АРИСТОТЕЛЕВСКАЯ ЭСТЕТИКА ВЫРАЖЕНИЯ

Предыдущее изложение эстетики Аристотеля доказало как ее исходную онтологическую природу, так и ее диалектический метод. Мы также достаточно убедились в том, что аристотелевская онтологическая эстетика является по своему содержанию вполне платоновской, хотя диалектика и заменена здесь формальной логикой. Наконец, также и космологический характер эстетики у обоих мыслителей выяснялся у нас с полной точностью и во всем своем безоговорочном характере. Вместе с тем, однако, подробное исследование эстетики Аристотеля доказало наличие у него учения о самодовлеющем характере эстетической ценности, учения, весьма богато выраженного у Платона, но далеко не достигающего у него необходимой логической точности.
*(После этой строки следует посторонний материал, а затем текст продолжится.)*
//! Whole-session tests over the in-process network

use async_trait::async_trait;
use sha2::{Digest, Sha256};
use std::collections::BTreeMap;
use std::sync::Arc;
use std::time::Duration;
use tecdsa_dkg::dkg::{
    DkgResult, Executor, PreParams, PreParamsSource, Publisher, ResultHash, ResultSigner,
    ResultSubmitter, SessionConfig, SignedResult,
};
use tecdsa_dkg::group::{MemberIndex, StaticMembershipValidator};
use tecdsa_dkg::net::LocalNetwork;
use tecdsa_dkg::state::{BlockCounter, LocalBlockCounter};
use tecdsa_dkg::tss::generate_pre_params;
use tecdsa_dkg::{Error, Result};
use tokio::sync::Mutex;

const BLOCK_TIME: Duration = Duration::from_millis(250);

/// Hands out one pre-generated set per call
struct StaticPreParams {
    pre_params: Mutex<Vec<PreParams>>,
}

impl StaticPreParams {
    fn generate(count: usize) -> Self {
        let pre_params = (0..count)
            .map(|_| {
                PreParams::new(generate_pre_params(64, Duration::from_secs(60), 1).unwrap())
            })
            .collect();
        Self {
            pre_params: Mutex::new(pre_params),
        }
    }
}

#[async_trait]
impl PreParamsSource for StaticPreParams {
    async fn get(&self) -> Result<PreParams> {
        self.pre_params
            .lock()
            .await
            .pop()
            .ok_or_else(|| Error::Internal("no pre-params left".into()))
    }
}

fn signature_over(public_key: &[u8], hash: &ResultHash) -> Vec<u8> {
    Sha256::new()
        .chain_update(public_key)
        .chain_update(hash.as_bytes())
        .finalize()
        .to_vec()
}

struct HashSigner {
    public_key: Vec<u8>,
}

impl ResultSigner for HashSigner {
    fn sign_result(&self, result: &DkgResult) -> Result<SignedResult> {
        let result_hash = ResultHash::new(Sha256::digest(result.group_public_key_bytes()).into());
        Ok(SignedResult {
            public_key: self.public_key.clone(),
            signature: signature_over(&self.public_key, &result_hash),
            result_hash,
        })
    }

    fn verify_signature(&self, signed_result: &SignedResult) -> Result<bool> {
        Ok(signed_result.signature
            == signature_over(&signed_result.public_key, &signed_result.result_hash))
    }
}

#[derive(Default)]
struct RecordingSubmitter {
    submissions: Mutex<Vec<(MemberIndex, Vec<MemberIndex>, u64)>>,
}

#[async_trait]
impl ResultSubmitter for RecordingSubmitter {
    async fn submit_result(
        &self,
        member_index: MemberIndex,
        _result: &DkgResult,
        signatures: &BTreeMap<MemberIndex, Vec<u8>>,
        start_block: u64,
    ) -> Result<()> {
        self.submissions.lock().await.push((
            member_index,
            signatures.keys().copied().collect(),
            start_block,
        ));
        Ok(())
    }
}

struct Harness {
    network: LocalNetwork,
    block_counter: Arc<LocalBlockCounter>,
    validator: Arc<StaticMembershipValidator>,
    executor: Arc<Executor>,
}

impl Harness {
    fn new(group_size: usize, pre_params: usize) -> Self {
        let _ = tracing_subscriber::fmt()
            .with_env_filter(tracing_subscriber::EnvFilter::from_default_env())
            .with_test_writer()
            .try_init();

        Self {
            network: LocalNetwork::new(),
            block_counter: Arc::new(LocalBlockCounter::start(BLOCK_TIME)),
            validator: Arc::new(StaticMembershipValidator::new(
                (1..=group_size as u8).map(|id| (id, vec![id])),
            )),
            executor: Arc::new(Executor::new(
                Arc::new(StaticPreParams::generate(pre_params)),
                1,
            )),
        }
    }

    /// Run key generation for every session, all starting at the same block
    async fn execute(
        &self,
        sessions: Vec<SessionConfig>,
    ) -> Vec<(SessionConfig, Result<(DkgResult, u64)>)> {
        let start_block = self.block_counter.current_block().await.unwrap();

        let handles: Vec<_> = sessions
            .into_iter()
            .map(|session| {
                let channel = Arc::new(self.network.channel("group", vec![session.member_index]));
                let block_counter = self.block_counter.clone();
                let validator = self.validator.clone();
                let executor = self.executor.clone();
                tokio::spawn(async move {
                    let outcome = executor
                        .execute(&session, start_block, block_counter, channel, validator)
                        .await;
                    (session, outcome)
                })
            })
            .collect();

        let mut outcomes = Vec::new();
        for handle in handles {
            outcomes.push(handle.await.unwrap());
        }
        outcomes
    }
}

#[tokio::test(flavor = "multi_thread", worker_threads = 4)]
async fn test_three_members_generate_and_publish_a_key() {
    let harness = Harness::new(3, 3);
    let sessions = (1..=3)
        .map(|index| SessionConfig::new("session-full", index, 3, 1).unwrap())
        .collect();

    let outcomes = harness.execute(sessions).await;

    let mut finished = Vec::new();
    for (session, outcome) in outcomes {
        let (result, end_block) = outcome.unwrap();
        assert!(result.misbehaved().is_empty());
        assert_eq!(result.group_public_key_bytes().len(), 65);
        finished.push((session, result, end_block));
    }
    let group_key = finished[0].1.group_public_key_bytes().to_vec();
    for (_, result, _) in &finished {
        assert_eq!(result.group_public_key_bytes(), group_key.as_slice());
    }

    // Publication starts at a common block for every member
    let start_block = finished.iter().map(|(_, _, end)| *end).max().unwrap();
    let submitter = Arc::new(RecordingSubmitter::default());

    let handles: Vec<_> = finished
        .into_iter()
        .map(|(session, result, _)| {
            let channel = Arc::new(
                harness
                    .network
                    .channel("publication", vec![session.member_index]),
            );
            let publisher = Publisher::new(
                Arc::new(HashSigner {
                    public_key: vec![session.member_index],
                }),
                submitter.clone(),
            );
            let block_counter = harness.block_counter.clone();
            let validator = harness.validator.clone();
            tokio::spawn(async move {
                publisher
                    .publish(&session, result, start_block, block_counter, channel, validator)
                    .await
            })
        })
        .collect();

    for handle in handles {
        let end_block = handle.await.unwrap().unwrap();
        assert!(end_block >= start_block + tecdsa_dkg::dkg::pre_publication_blocks());
    }

    let mut submissions = submitter.submissions.lock().await.clone();
    submissions.sort();
    assert_eq!(submissions.len(), 3);
    for (i, (member, signers, submission_block)) in submissions.into_iter().enumerate() {
        assert_eq!(member as usize, i + 1);
        assert_eq!(signers, vec![1, 2, 3]);
        assert_eq!(
            submission_block,
            start_block + tecdsa_dkg::dkg::pre_publication_blocks()
        );
    }
}

#[tokio::test(flavor = "multi_thread", worker_threads = 4)]
async fn test_excluded_member_is_reported_as_misbehaved() {
    let harness = Harness::new(4, 3);
    let sessions = (1..=3)
        .map(|index| {
            SessionConfig::new("session-excluded", index, 4, 1)
                .unwrap()
                .with_excluded_members(vec![4])
        })
        .collect();

    let outcomes = harness.execute(sessions).await;

    let mut group_keys = Vec::new();
    for (_, outcome) in outcomes {
        let (result, _) = outcome.unwrap();
        assert_eq!(result.misbehaved(), &[4]);
        assert_eq!(result.group().disqualified_member_ids(), vec![4]);
        group_keys.push(result.group_public_key_bytes().to_vec());
    }
    assert!(group_keys.windows(2).all(|pair| pair[0] == pair[1]));
}

#[tokio::test(flavor = "multi_thread", worker_threads = 4)]
async fn test_absent_member_aborts_the_session() {
    let harness = Harness::new(3, 2);
    let sessions = (1..=2)
        .map(|index| SessionConfig::new("session-absent", index, 3, 1).unwrap())
        .collect();

    let outcomes = harness.execute(sessions).await;

    for (_, outcome) in outcomes {
        match outcome {
            Err(Error::InactiveMembers { members }) => assert_eq!(members, vec![3]),
            Err(err) => panic!("unexpected error: {err}"),
            Ok(_) => panic!("session should have been aborted"),
        }
    }
}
Эту логическую точность теории самодовления мы и нашли у Аристотеля. Сейчас нам предстоит формулировать ту другую особенность эстетики Аристотеля, которая тоже в богатейшей форме представлена у Платона, но которая у Аристотеля тоже впервые только достигает необходимой здесь логической точности. Это – все та же самая онтологическая эстетика, но только взятая в данном случае с точки зрения теории выражения.
  • §1. Эстетика выражения в самой общей форме
    1. Внутреннее и внешнее.

Эстетика в нашем понимании есть наука о выражении в его самодовлеющей созерцательной ценности. Выражение предполагает внутреннюю сторону предмета и внешнюю сторону предмета. Однако внутреннее и внешнее предмета сливаются в одно целое, когда мы начинаем говорить о выражении. Одним словом, выражение есть не что иное, как диалектический синтез внутреннего и внешнего, как единство и борьба противоположностей, когда все внутреннее мы начинаем ощущать своими физическими органами чувств и когда все чувственно воспринимаемое материальное несет на себе печать внутренней жизни этого материального.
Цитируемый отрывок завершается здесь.